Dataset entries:
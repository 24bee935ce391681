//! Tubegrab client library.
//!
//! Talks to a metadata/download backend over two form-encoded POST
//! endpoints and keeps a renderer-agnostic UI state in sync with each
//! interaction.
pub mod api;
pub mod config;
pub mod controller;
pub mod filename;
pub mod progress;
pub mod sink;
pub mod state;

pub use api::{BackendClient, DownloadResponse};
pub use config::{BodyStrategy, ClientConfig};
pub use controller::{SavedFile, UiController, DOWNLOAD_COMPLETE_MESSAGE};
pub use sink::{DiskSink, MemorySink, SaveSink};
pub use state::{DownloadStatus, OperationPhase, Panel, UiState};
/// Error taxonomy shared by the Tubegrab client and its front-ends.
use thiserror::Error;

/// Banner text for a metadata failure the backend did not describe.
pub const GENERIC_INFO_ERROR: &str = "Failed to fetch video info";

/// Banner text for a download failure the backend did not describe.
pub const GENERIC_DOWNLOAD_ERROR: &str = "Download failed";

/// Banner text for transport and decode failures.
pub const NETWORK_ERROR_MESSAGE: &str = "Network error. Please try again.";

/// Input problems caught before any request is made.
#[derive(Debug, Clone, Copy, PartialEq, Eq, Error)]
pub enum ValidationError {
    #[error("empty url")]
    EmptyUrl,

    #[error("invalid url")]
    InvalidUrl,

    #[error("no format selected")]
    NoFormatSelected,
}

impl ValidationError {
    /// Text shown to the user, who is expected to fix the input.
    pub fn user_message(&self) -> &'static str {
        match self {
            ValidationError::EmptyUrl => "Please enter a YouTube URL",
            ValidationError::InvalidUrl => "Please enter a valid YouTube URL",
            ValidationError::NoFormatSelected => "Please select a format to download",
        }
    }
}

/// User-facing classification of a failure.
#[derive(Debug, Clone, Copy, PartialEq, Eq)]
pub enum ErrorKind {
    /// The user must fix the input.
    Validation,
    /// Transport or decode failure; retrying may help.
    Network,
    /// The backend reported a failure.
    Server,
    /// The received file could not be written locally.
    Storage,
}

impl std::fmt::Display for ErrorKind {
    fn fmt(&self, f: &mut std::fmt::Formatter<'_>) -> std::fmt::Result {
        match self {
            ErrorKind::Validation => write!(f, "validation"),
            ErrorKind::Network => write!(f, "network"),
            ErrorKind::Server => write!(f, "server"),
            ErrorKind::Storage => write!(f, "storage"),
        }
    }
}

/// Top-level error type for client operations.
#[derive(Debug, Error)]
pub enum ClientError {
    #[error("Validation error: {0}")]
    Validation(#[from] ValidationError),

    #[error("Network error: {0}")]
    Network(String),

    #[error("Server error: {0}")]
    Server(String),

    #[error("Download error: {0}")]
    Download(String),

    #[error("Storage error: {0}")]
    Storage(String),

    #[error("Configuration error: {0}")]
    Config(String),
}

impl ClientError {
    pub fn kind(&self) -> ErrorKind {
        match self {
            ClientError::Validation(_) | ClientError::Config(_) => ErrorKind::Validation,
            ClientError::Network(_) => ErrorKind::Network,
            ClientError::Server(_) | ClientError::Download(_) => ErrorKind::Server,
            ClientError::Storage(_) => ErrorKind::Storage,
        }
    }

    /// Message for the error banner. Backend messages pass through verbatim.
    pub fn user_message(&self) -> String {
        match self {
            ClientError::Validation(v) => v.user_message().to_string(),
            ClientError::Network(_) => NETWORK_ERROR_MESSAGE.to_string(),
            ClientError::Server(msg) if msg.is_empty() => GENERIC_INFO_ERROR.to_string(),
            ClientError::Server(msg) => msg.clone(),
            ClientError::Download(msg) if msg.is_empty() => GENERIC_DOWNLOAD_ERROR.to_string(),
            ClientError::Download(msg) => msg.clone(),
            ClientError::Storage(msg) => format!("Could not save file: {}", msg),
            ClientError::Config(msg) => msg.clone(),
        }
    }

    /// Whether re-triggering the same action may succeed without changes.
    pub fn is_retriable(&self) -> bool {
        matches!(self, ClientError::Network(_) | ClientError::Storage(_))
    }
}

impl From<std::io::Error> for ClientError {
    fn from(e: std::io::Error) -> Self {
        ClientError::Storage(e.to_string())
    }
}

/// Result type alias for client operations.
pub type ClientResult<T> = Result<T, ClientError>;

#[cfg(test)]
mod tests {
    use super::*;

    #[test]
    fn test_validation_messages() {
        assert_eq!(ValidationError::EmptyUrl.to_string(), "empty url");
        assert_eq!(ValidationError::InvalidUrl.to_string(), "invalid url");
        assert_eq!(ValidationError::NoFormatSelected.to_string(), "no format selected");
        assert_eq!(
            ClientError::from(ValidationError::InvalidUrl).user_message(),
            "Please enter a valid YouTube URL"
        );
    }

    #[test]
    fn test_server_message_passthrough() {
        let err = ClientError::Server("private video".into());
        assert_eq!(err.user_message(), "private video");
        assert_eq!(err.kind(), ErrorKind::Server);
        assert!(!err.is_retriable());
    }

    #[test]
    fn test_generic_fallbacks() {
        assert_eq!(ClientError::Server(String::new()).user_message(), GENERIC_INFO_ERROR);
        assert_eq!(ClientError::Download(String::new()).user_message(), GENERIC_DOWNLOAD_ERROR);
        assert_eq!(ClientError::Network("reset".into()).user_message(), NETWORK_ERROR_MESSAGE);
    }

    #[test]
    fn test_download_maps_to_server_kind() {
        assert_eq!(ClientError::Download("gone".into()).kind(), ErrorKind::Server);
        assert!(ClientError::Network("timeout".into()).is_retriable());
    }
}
* * *
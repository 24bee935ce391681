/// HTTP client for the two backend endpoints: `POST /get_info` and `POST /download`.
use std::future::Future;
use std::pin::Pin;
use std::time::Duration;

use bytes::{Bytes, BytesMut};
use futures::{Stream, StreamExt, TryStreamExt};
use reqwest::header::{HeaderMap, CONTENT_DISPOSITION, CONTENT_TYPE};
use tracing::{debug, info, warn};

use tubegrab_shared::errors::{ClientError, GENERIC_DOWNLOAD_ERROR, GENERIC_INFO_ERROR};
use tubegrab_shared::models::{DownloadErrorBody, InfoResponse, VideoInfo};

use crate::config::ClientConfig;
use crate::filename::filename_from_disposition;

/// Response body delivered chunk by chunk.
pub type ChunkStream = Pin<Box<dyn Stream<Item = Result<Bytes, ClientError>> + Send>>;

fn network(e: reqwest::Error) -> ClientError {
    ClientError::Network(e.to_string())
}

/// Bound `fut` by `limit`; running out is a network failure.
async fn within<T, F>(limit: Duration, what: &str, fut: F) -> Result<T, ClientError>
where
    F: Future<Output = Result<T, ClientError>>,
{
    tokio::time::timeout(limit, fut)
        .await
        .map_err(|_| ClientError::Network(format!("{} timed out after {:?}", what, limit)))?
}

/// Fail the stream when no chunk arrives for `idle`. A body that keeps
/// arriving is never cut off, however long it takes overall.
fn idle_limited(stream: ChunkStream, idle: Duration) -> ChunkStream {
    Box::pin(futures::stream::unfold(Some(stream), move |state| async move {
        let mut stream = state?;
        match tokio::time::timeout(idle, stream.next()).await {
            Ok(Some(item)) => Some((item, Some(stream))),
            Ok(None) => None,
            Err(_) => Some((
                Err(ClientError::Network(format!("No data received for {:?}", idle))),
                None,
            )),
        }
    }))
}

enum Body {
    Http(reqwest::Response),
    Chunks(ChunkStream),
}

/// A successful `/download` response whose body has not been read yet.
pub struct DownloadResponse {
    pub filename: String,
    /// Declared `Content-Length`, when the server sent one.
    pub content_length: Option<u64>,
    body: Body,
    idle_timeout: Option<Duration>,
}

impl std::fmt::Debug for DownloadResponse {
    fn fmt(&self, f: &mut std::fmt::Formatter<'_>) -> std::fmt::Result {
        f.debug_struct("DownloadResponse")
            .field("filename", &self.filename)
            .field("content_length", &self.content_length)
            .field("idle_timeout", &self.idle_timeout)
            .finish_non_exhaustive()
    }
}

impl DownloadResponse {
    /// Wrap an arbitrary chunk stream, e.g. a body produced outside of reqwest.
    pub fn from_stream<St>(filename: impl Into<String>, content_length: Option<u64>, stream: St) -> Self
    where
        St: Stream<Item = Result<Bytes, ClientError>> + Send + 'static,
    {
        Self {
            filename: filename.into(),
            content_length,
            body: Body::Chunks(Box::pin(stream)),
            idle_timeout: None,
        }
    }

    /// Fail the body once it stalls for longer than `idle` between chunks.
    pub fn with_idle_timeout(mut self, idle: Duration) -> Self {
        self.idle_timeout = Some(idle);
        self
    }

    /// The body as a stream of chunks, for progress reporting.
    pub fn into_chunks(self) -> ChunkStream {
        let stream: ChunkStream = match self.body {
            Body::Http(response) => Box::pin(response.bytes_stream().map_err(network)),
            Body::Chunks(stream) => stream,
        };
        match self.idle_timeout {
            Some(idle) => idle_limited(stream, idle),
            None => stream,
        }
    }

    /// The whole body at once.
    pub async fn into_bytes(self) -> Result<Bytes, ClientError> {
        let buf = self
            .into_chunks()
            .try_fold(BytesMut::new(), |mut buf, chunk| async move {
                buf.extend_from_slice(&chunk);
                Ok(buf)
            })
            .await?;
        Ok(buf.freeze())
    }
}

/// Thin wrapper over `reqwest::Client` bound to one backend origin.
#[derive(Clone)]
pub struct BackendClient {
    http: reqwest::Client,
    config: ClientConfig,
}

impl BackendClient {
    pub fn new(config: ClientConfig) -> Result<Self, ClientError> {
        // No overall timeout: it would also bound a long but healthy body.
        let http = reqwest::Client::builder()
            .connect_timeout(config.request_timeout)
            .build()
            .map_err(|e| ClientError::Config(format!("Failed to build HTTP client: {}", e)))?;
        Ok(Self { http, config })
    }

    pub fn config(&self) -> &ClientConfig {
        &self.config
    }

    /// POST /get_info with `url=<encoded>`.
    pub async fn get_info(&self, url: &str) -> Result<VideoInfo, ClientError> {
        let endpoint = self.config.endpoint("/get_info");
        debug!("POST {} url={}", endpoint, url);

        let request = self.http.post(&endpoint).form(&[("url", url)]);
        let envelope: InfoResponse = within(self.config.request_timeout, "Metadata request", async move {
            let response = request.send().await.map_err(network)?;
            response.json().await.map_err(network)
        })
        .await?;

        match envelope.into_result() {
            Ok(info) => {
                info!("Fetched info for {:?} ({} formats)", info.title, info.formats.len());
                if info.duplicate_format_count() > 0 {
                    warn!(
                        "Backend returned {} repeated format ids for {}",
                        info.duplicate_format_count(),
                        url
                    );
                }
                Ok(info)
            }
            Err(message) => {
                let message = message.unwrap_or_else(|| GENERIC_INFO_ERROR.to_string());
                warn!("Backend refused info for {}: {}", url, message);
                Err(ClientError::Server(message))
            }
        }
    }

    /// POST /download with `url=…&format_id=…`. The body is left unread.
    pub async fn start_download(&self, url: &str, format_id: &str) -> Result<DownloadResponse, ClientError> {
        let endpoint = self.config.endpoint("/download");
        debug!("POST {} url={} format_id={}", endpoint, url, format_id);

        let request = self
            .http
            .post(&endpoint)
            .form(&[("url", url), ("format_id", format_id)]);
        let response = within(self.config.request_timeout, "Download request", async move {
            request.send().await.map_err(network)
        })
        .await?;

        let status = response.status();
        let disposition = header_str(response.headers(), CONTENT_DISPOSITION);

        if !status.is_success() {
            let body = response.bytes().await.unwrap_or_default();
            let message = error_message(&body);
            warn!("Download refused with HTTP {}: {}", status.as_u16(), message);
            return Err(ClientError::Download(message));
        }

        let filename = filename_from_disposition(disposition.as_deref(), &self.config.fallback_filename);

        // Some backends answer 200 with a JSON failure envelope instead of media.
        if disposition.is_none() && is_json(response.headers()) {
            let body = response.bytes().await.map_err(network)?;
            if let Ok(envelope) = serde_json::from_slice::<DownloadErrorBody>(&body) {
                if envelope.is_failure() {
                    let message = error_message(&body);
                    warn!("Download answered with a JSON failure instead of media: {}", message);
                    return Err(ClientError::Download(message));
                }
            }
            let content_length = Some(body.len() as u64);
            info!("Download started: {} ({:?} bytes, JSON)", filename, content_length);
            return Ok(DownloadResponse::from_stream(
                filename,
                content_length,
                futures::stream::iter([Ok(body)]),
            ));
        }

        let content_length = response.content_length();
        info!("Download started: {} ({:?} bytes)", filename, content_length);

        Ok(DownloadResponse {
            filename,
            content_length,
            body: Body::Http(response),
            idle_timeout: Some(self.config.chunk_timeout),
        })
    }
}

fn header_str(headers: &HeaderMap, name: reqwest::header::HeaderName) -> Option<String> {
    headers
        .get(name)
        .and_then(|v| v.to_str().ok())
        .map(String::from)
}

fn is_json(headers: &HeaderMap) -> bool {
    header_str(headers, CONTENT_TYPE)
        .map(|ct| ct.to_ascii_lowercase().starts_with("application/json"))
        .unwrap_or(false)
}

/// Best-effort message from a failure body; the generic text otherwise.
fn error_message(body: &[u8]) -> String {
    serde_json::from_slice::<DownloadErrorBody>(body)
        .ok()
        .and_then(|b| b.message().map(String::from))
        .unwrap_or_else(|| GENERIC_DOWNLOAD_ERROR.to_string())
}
--
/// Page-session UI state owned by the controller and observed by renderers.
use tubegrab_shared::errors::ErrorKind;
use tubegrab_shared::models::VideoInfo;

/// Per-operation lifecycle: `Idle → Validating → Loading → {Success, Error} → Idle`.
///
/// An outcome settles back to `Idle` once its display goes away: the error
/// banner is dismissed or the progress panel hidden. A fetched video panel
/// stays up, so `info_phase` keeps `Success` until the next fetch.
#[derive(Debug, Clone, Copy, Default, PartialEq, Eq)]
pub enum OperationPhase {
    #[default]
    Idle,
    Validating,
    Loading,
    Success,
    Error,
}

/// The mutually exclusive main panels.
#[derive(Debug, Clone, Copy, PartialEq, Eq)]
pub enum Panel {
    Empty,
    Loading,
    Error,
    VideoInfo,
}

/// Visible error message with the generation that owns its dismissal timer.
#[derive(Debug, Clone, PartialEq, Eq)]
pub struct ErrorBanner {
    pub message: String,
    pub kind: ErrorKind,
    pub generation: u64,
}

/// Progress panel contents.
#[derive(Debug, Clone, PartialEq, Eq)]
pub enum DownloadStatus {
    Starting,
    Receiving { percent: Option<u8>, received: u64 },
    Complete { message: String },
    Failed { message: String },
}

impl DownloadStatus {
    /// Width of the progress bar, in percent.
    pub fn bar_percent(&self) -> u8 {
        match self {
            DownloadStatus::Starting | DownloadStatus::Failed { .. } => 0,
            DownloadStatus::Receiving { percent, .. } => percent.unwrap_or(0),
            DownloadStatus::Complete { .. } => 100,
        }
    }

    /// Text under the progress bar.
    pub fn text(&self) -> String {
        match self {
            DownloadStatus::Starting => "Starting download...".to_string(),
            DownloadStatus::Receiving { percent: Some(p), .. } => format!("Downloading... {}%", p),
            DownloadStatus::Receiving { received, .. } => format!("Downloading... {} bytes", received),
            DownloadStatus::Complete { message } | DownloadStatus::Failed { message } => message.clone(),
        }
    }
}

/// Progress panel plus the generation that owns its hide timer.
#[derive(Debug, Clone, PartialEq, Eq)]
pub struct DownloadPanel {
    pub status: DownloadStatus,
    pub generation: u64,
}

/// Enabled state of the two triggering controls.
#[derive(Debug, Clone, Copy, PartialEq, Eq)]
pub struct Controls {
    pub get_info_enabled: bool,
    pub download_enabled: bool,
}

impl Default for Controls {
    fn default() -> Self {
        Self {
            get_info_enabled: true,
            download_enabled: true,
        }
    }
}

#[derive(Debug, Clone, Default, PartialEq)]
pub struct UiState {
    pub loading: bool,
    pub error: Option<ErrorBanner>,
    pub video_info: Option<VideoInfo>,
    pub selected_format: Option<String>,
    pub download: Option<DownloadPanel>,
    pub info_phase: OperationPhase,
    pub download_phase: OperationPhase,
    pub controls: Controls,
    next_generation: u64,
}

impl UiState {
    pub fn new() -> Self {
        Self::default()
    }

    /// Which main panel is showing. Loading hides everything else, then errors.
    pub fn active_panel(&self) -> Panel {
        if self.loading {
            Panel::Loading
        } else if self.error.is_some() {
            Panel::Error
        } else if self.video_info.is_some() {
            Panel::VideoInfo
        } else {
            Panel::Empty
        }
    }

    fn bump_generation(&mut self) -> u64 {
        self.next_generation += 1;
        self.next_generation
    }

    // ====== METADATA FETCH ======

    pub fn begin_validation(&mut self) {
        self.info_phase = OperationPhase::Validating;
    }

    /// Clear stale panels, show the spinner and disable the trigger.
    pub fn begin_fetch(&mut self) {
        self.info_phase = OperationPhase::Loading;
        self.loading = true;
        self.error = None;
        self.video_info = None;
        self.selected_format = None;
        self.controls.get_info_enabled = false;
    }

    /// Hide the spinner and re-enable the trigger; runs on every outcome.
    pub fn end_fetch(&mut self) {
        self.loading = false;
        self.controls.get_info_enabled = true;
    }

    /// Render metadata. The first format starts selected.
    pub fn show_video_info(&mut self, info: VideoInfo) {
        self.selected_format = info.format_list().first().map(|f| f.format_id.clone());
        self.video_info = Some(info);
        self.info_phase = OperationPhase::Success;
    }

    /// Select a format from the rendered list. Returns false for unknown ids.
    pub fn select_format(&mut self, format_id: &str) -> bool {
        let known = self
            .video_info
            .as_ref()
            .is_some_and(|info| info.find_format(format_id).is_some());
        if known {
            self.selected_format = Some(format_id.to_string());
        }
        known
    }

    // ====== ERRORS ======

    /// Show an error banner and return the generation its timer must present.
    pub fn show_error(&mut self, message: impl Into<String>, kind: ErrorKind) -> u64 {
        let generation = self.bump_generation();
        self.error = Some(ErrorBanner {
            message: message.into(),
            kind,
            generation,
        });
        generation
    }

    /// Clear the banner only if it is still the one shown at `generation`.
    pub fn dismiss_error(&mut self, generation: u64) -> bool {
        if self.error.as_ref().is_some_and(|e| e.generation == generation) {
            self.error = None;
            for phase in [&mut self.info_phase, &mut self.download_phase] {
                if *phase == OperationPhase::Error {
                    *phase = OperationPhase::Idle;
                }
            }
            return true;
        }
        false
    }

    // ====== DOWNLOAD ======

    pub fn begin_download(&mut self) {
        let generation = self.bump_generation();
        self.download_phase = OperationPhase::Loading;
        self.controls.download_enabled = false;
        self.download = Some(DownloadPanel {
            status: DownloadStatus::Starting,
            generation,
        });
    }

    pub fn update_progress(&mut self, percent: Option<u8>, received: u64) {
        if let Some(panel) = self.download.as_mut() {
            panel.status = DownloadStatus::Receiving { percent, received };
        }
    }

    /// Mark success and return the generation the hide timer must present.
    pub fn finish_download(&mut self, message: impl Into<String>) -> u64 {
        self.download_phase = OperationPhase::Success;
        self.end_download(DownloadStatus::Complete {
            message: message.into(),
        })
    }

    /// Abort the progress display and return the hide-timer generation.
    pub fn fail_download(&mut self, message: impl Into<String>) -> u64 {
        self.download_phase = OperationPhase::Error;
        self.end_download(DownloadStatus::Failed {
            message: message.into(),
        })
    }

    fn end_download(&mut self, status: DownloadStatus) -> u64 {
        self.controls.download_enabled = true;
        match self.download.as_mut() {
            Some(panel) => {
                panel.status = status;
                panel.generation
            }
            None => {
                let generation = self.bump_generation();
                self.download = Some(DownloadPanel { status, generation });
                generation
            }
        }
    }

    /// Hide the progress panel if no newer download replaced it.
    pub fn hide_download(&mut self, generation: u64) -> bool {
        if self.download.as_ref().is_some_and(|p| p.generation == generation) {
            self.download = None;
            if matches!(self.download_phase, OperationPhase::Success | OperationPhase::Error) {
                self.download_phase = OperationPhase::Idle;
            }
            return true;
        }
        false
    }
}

> **Aim of the task**:
From the entries, report every line in which the string "HeaderMap" occurs.

> **Answer section**:
use reqwest::header::{HeaderMap, CONTENT_DISPOSITION, CONTENT_TYPE};
fn header_str(headers: &HeaderMap, name: reqwest::header::HeaderName) -> Option<String> {
fn is_json(headers: &HeaderMap) -> bool {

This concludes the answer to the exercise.